In August 2015, YourStory raised its first external funding, a Series A round led by Kalaari Capital with participation from Qualcomm Ventures, T. V. Mohandas Pai and Ratan Tata. The company said it would use the funds to launch a mobile-first portal publishing original stories in Indian regional languages including Hindi, Telugu, Bangla, Kannada, Tamil and Marathi. In February 2017, the company raised a Series B round of about ₹20 crore led by the UC-RNT Fund, a joint fund of the University of California and Ratan Tata's RNT Associates, alongside Kalaari Capital, marking the UC-RNT Fund's first investment in India. In October 2017, YourStory raised a further ₹40 crore (US$6 million) in a round led by the UC-RNT Fund, Kalaari Capital, 3one4 Capital and Qualcomm Ventures.
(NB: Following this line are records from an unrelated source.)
use async_trait::async_trait;
use redis::{Script, aio::ConnectionManager};

use crate::app_error::{AppError, AppResult};
use crate::infra::error::InfraError;

/// Trait for rate limiting implementations.
#[async_trait]
pub trait RateLimiterTrait: Send + Sync {
    /// Check rate limits for an IP and optional email.
    /// Returns Ok(()) if within limits, Err(AppError::RateLimited) if exceeded.
    async fn check(&self, ip: &str, email: Option<&str>) -> AppResult<()>;
}

/// Lua script for an atomic fixed-window increment: the counter is
/// created with a TTL on first hit, and a missing TTL is repaired so a
/// key can never live forever.
const INCR_WITH_TTL_SCRIPT: &str = r#"
local current = redis.call('INCR', KEYS[1])
if current == 1 then
    redis.call('EXPIRE', KEYS[1], ARGV[1])
elseif redis.call('TTL', KEYS[1]) == -1 then
    redis.call('EXPIRE', KEYS[1], ARGV[1])
end
return current
"#;

/// Redis-backed limiter keyed by client IP, with a tighter per-email
/// budget for the login endpoints.
#[derive(Clone)]
pub struct RedisRateLimiter {
    manager: ConnectionManager,
    window_secs: u64,
    max_per_ip: u64,
    max_per_email: u64,
    script: Script,
}

impl RedisRateLimiter {
    pub async fn new(
        redis_url: &str,
        window_secs: u64,
        max_per_ip: u64,
        max_per_email: u64,
    ) -> Result<Self, InfraError> {
        let client = redis::Client::open(redis_url).map_err(InfraError::RedisConnection)?;
        let manager = ConnectionManager::new(client)
            .await
            .map_err(InfraError::RedisConnection)?;
        let script = Script::new(INCR_WITH_TTL_SCRIPT);
        Ok(Self {
            manager,
            window_secs,
            max_per_ip,
            max_per_email,
            script,
        })
    }

    async fn bump(&self, conn: &mut ConnectionManager, key: &str, limit: u64) -> AppResult<()> {
        let current: u64 = self
            .script
            .key(key)
            .arg(self.window_secs)
            .invoke_async(conn)
            .await
            .map_err(|e| AppError::Internal(e.to_string()))?;

        if current > limit {
            return Err(AppError::RateLimited);
        }

        Ok(())
    }
}

#[async_trait]
impl RateLimiterTrait for RedisRateLimiter {
    async fn check(&self, ip: &str, email: Option<&str>) -> AppResult<()> {
        let mut conn = self.manager.clone();
        self.bump(&mut conn, &format!("ratelimit:ip:{ip}"), self.max_per_ip)
            .await?;

        if let Some(email) = email {
            let normalized = email.to_lowercase();
            self.bump(
                &mut conn,
                &format!("ratelimit:email:{normalized}"),
                self.max_per_email,
            )
            .await?;
        }
        Ok(())
    }
}
use chrono::NaiveDateTime;
use serde::{Deserialize, Serialize};
use strum::{AsRefStr, Display, EnumString};
use uuid::Uuid;

use crate::domain::entities::user::UserType;

/// Lifecycle of a membership application. Approved and rejected are
/// terminal; re-applying creates a new record.
#[derive(
    Debug, Clone, Copy, PartialEq, Eq, Hash, Serialize, Deserialize, AsRefStr, Display, EnumString,
)]
#[serde(rename_all = "snake_case")]
#[strum(serialize_all = "snake_case", ascii_case_insensitive)]
#[derive(Default)]
pub enum ApplicationStatus {
    #[default]
    Pending,
    Approved,
    Rejected,
}

impl ApplicationStatus {
    pub fn is_terminal(&self) -> bool {
        matches!(self, ApplicationStatus::Approved | ApplicationStatus::Rejected)
    }

    pub fn valid_transitions(&self) -> &'static [ApplicationStatus] {
        match self {
            ApplicationStatus::Pending => {
                &[ApplicationStatus::Approved, ApplicationStatus::Rejected]
            }
            ApplicationStatus::Approved | ApplicationStatus::Rejected => &[],
        }
    }

    pub fn can_transition_to(&self, new_status: ApplicationStatus) -> bool {
        self.valid_transitions().contains(&new_status)
    }
}

/// A guest's request to be elevated to Member, Volunteer or Intern.
#[derive(Debug, Clone, serde::Serialize)]
#[serde(rename_all = "camelCase")]
pub struct MembershipApplication {
    pub id: Uuid,
    pub user_id: Uuid,
    pub requested_user_type: UserType,
    /// Free-form key/value form data captured at submission time.
    pub application_data: serde_json::Value,
    pub status: ApplicationStatus,
    pub admin_notes: Option<String>,
    pub processed_by: Option<Uuid>,
    pub processed_at: Option<NaiveDateTime>,
    pub created_at: Option<NaiveDateTime>,
    pub updated_at: Option<NaiveDateTime>,
}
Under Sharma's leadership, YourStory grew into one of India's largest startup-focused media platforms, operating verticals including HerStory, SocialStory and YourStory Research, and organising ecosystem events including its flagship annual conference TechSparks.
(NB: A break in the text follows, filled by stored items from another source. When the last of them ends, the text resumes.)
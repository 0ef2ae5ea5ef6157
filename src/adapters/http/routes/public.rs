use axum::{
    Json, Router,
    extract::{Path, State},
    response::IntoResponse,
    routing::get,
};
use chrono::NaiveDateTime;
use serde::Serialize;
use uuid::Uuid;

use crate::adapters::http::app_state::AppState;
use crate::app_error::AppResult;
use crate::domain::entities::content::ContentKind;
use crate::domain::entities::voice::VoiceMessage;

pub fn router() -> Router<AppState> {
    Router::new()
        .route("/voices", get(list_voices))
        .route("/content/{kind}", get(list_content))
}

/// Public shape of a voice message: no owner, no moderation notes.
#[derive(Serialize)]
#[serde(rename_all = "camelCase")]
struct PublicVoiceResponse {
    id: Uuid,
    title: String,
    message: String,
    published_at: Option<NaiveDateTime>,
}

impl From<VoiceMessage> for PublicVoiceResponse {
    fn from(record: VoiceMessage) -> Self {
        PublicVoiceResponse {
            id: record.id,
            title: record.title,
            message: record.message,
            published_at: record.published_at,
        }
    }
}

async fn list_voices(State(app_state): State<AppState>) -> AppResult<impl IntoResponse> {
    let records = app_state.voices_use_cases.list_public().await?;
    let records: Vec<PublicVoiceResponse> =
        records.into_iter().map(PublicVoiceResponse::from).collect();
    Ok(Json(records))
}

async fn list_content(
    State(app_state): State<AppState>,
    Path(kind): Path<ContentKind>,
) -> AppResult<impl IntoResponse> {
    let records = app_state.content_use_cases.public_list(kind).await?;
    Ok(Json(records))
}
use crate::adapters::persistence::PostgresPersistence;
use crate::infra::db::init_db;

pub mod app;
pub mod config;
pub mod db;
pub mod error;
pub mod magic_links;
pub mod rate_limit;
pub mod setup;

pub async fn postgres_persistence(database_url: &str) -> anyhow::Result<PostgresPersistence> {
    let pool = init_db(database_url).await?;
    Ok(PostgresPersistence::new(pool))
}
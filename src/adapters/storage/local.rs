use std::path::{Path, PathBuf};

use async_trait::async_trait;
use uuid::Uuid;

use crate::app_error::{AppError, AppResult};
use crate::application::use_cases::content::FileStore;

/// Blob storage on the local filesystem under a configured media root.
/// References are relative paths (`folder/uuid.ext`) so they stay valid
/// when the root moves.
#[derive(Clone)]
pub struct LocalFileStore {
    root: PathBuf,
}

impl LocalFileStore {
    pub fn new(root: impl Into<PathBuf>) -> Self {
        Self { root: root.into() }
    }

    fn resolve(&self, reference: &str) -> AppResult<PathBuf> {
        // References are produced by `store`; anything with a parent
        // component is not ours.
        let rel = Path::new(reference);
        if rel.is_absolute()
            || rel
                .components()
                .any(|c| matches!(c, std::path::Component::ParentDir))
        {
            return Err(AppError::InvalidInput("Invalid file reference".into()));
        }
        Ok(self.root.join(rel))
    }
}

#[async_trait]
impl FileStore for LocalFileStore {
    async fn store(&self, folder: &str, filename: &str, bytes: Vec<u8>) -> AppResult<String> {
        let extension = Path::new(filename)
            .extension()
            .and_then(|e| e.to_str())
            .unwrap_or("bin");
        let reference = format!("{folder}/{}.{extension}", Uuid::new_v4().simple());

        let path = self.resolve(&reference)?;
        if let Some(parent) = path.parent() {
            tokio::fs::create_dir_all(parent)
                .await
                .map_err(|e| AppError::Internal(e.to_string()))?;
        }
        tokio::fs::write(&path, bytes)
            .await
            .map_err(|e| AppError::Internal(e.to_string()))?;
        Ok(reference)
    }

    async fn delete(&self, reference: &str) -> AppResult<()> {
        let path = self.resolve(reference)?;
        tokio::fs::remove_file(&path)
            .await
            .map_err(|e| AppError::Internal(e.to_string()))
    }
}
=== Public policy roles ===
Sharma contributed to the formulation of the Government of India's Startup India policy in 2015. In January 2021, she was nominated as a non-official member of the National Startup Advisory Council, constituted by the Department for Promotion of Industry and Internal Trade (DPIIT) to advise the government on measures to build a strong startup ecosystem. She was re-nominated when the council was reconstituted in December 2023.
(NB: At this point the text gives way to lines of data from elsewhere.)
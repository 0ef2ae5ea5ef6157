use chrono::NaiveDateTime;
use serde::{Deserialize, Serialize};
use strum::{AsRefStr, Display, EnumIter, EnumString};
use uuid::Uuid;

/// The public site's content resources. They all share one record shape
/// and carry no workflow: admins manage them, the public lists them.
#[derive(
    Debug,
    Clone,
    Copy,
    PartialEq,
    Eq,
    Hash,
    Serialize,
    Deserialize,
    AsRefStr,
    Display,
    EnumString,
    EnumIter,
)]
#[serde(rename_all = "snake_case")]
#[strum(serialize_all = "snake_case", ascii_case_insensitive)]
pub enum ContentKind {
    MemberProfiles,
    Teams,
    Supporters,
    Activities,
    Resources,
    GalleryImages,
    WorkingAreas,
}

/// One content record: a name, an optional description and photo, an
/// active flag and a display order.
#[derive(Debug, Clone, Serialize, sqlx::FromRow)]
#[serde(rename_all = "camelCase")]
pub struct ContentRecord {
    pub id: Uuid,
    pub name: String,
    pub description: Option<String>,
    /// Stable reference returned by the file store.
    pub photo: Option<String>,
    pub is_active: bool,
    pub display_order: i32,
    pub created_at: Option<NaiveDateTime>,
    pub updated_at: Option<NaiveDateTime>,
}

/// Input shared by all content create/update operations.
#[derive(Debug, Clone, Deserialize)]
#[serde(rename_all = "camelCase")]
pub struct ContentFields {
    pub name: String,
    pub description: Option<String>,
    pub photo: Option<String>,
    #[serde(default = "default_true")]
    pub is_active: bool,
    #[serde(default)]
    pub display_order: i32,
}

fn default_true() -> bool {
    true
}
use std::sync::Arc;

use async_trait::async_trait;
use base64::Engine;
use sha2::{Digest, Sha256};
use tracing::{debug, instrument};
use uuid::Uuid;

use crate::app_error::{AppError, AppResult};
use crate::application::use_cases::users::{
    RegisterInput, UserRepo, new_guest, validate_register_input,
};
use crate::domain::entities::user::User;

// ============================================================================
// Ports
// ============================================================================

#[async_trait]
pub trait EmailSender: Send + Sync {
    async fn send(&self, to: &str, subject: &str, html: &str) -> AppResult<()>;
}

#[async_trait]
pub trait MagicLinkStore: Send + Sync {
    async fn save(&self, token_hash: &str, user_id: Uuid, ttl_minutes: i64) -> AppResult<()>;
    async fn consume(&self, token_hash: &str) -> AppResult<Option<Uuid>>;
}

// ============================================================================
// Use Cases
// ============================================================================

/// Passwordless signup and login. Registration creates a guest account;
/// login mails a one-time link whose hash lives in the link store until
/// consumed.
#[derive(Clone)]
pub struct AuthUseCases {
    repo: Arc<dyn UserRepo>,
    magic_links: Arc<dyn MagicLinkStore>,
    email: Arc<dyn EmailSender>,
    app_origin: String,
}

impl AuthUseCases {
    pub fn new(
        repo: Arc<dyn UserRepo>,
        magic_links: Arc<dyn MagicLinkStore>,
        email: Arc<dyn EmailSender>,
        app_origin: String,
    ) -> Self {
        Self {
            repo,
            magic_links,
            email,
            app_origin,
        }
    }

    /// Create a guest account. New users always start as active guests;
    /// elevation goes through the membership application workflow.
    #[instrument(skip(self, input))]
    pub async fn register(&self, input: RegisterInput) -> AppResult<User> {
        validate_register_input(&input)?;

        let email = input.email.trim().to_lowercase();
        if self.repo.find_by_email(&email).await?.is_some() {
            return Err(AppError::validation("email", "Email is already registered"));
        }

        let user = new_guest(&input, &email);
        self.repo.insert(&user).await
    }

    /// Mail a login link. Unknown addresses are not reported to the
    /// caller; the response is identical either way.
    #[instrument(skip(self))]
    pub async fn request_magic_link(&self, email: &str, ttl_minutes: i64) -> AppResult<()> {
        let email = email.trim().to_lowercase();
        let Some(user) = self.repo.find_by_email(&email).await? else {
            debug!("magic link requested for unknown email");
            return Ok(());
        };

        let raw = generate_token();
        let token_hash = hash_token(&raw);
        self.magic_links
            .save(&token_hash, user.id, ttl_minutes)
            .await?;
        let link = format!("{}/magic?token={}", self.app_origin, raw);
        self.email
            .send(
                &email,
                "Your Uplift login link",
                &format!("<a href=\"{link}\">Sign in to Uplift</a>"),
            )
            .await
    }

    #[instrument(skip(self, raw_token))]
    pub async fn consume_magic_link(&self, raw_token: &str) -> AppResult<Option<Uuid>> {
        let token_hash = hash_token(raw_token);
        self.magic_links.consume(&token_hash).await
    }
}

fn generate_token() -> String {
    use rand::RngCore;
    let mut bytes = [0u8; 32];
    rand::rngs::OsRng.fill_bytes(&mut bytes);
    base64::engine::general_purpose::URL_SAFE_NO_PAD.encode(bytes)
}

fn hash_token(raw: &str) -> String {
    let mut hasher = Sha256::new();
    hasher.update(raw.as_bytes());
    hex::encode(hasher.finalize())
}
During India's presidency of the G20 in 2023, Sharma served in the leadership of Startup20, the G20's engagement group on startups, with a focus on inclusion.

=== The Bharat Project ===
In April 2025, Union Minister of Commerce and Industry Piyush Goyal launched The Bharat Project, a national initiative by YourStory founded by Sharma, aimed at supporting one million entrepreneurs from Tier 2, Tier 3 and rural India. The initiative includes an AI-powered platform for entrepreneurs offering guidance in Hindi and English, district-level activations, a nationwide "Bharat Ideathon" challenge, and a web documentary series titled Shuru-kar.

== Books ==
Sharma co-authored India Handpicked with Chhavi Mahajan, a book spotlighting the Government of India's One District One Product (ODOP) initiative and Indian craft traditions. The book was launched in September 2025 by Union Minister Piyush Goyal.

== Recognition ==
- Featured on Fortune Indias "40 Under 40" list of entrepreneurs in India for three consecutive years.
- Forbes India W-Power Trailblazers, 2018.
- Featured on LinkedIn's Power Profiles list of most-viewed professionals in India in 2016 and 2017.

== Personal life ==
Sharma lives in Bengaluru, Karnataka.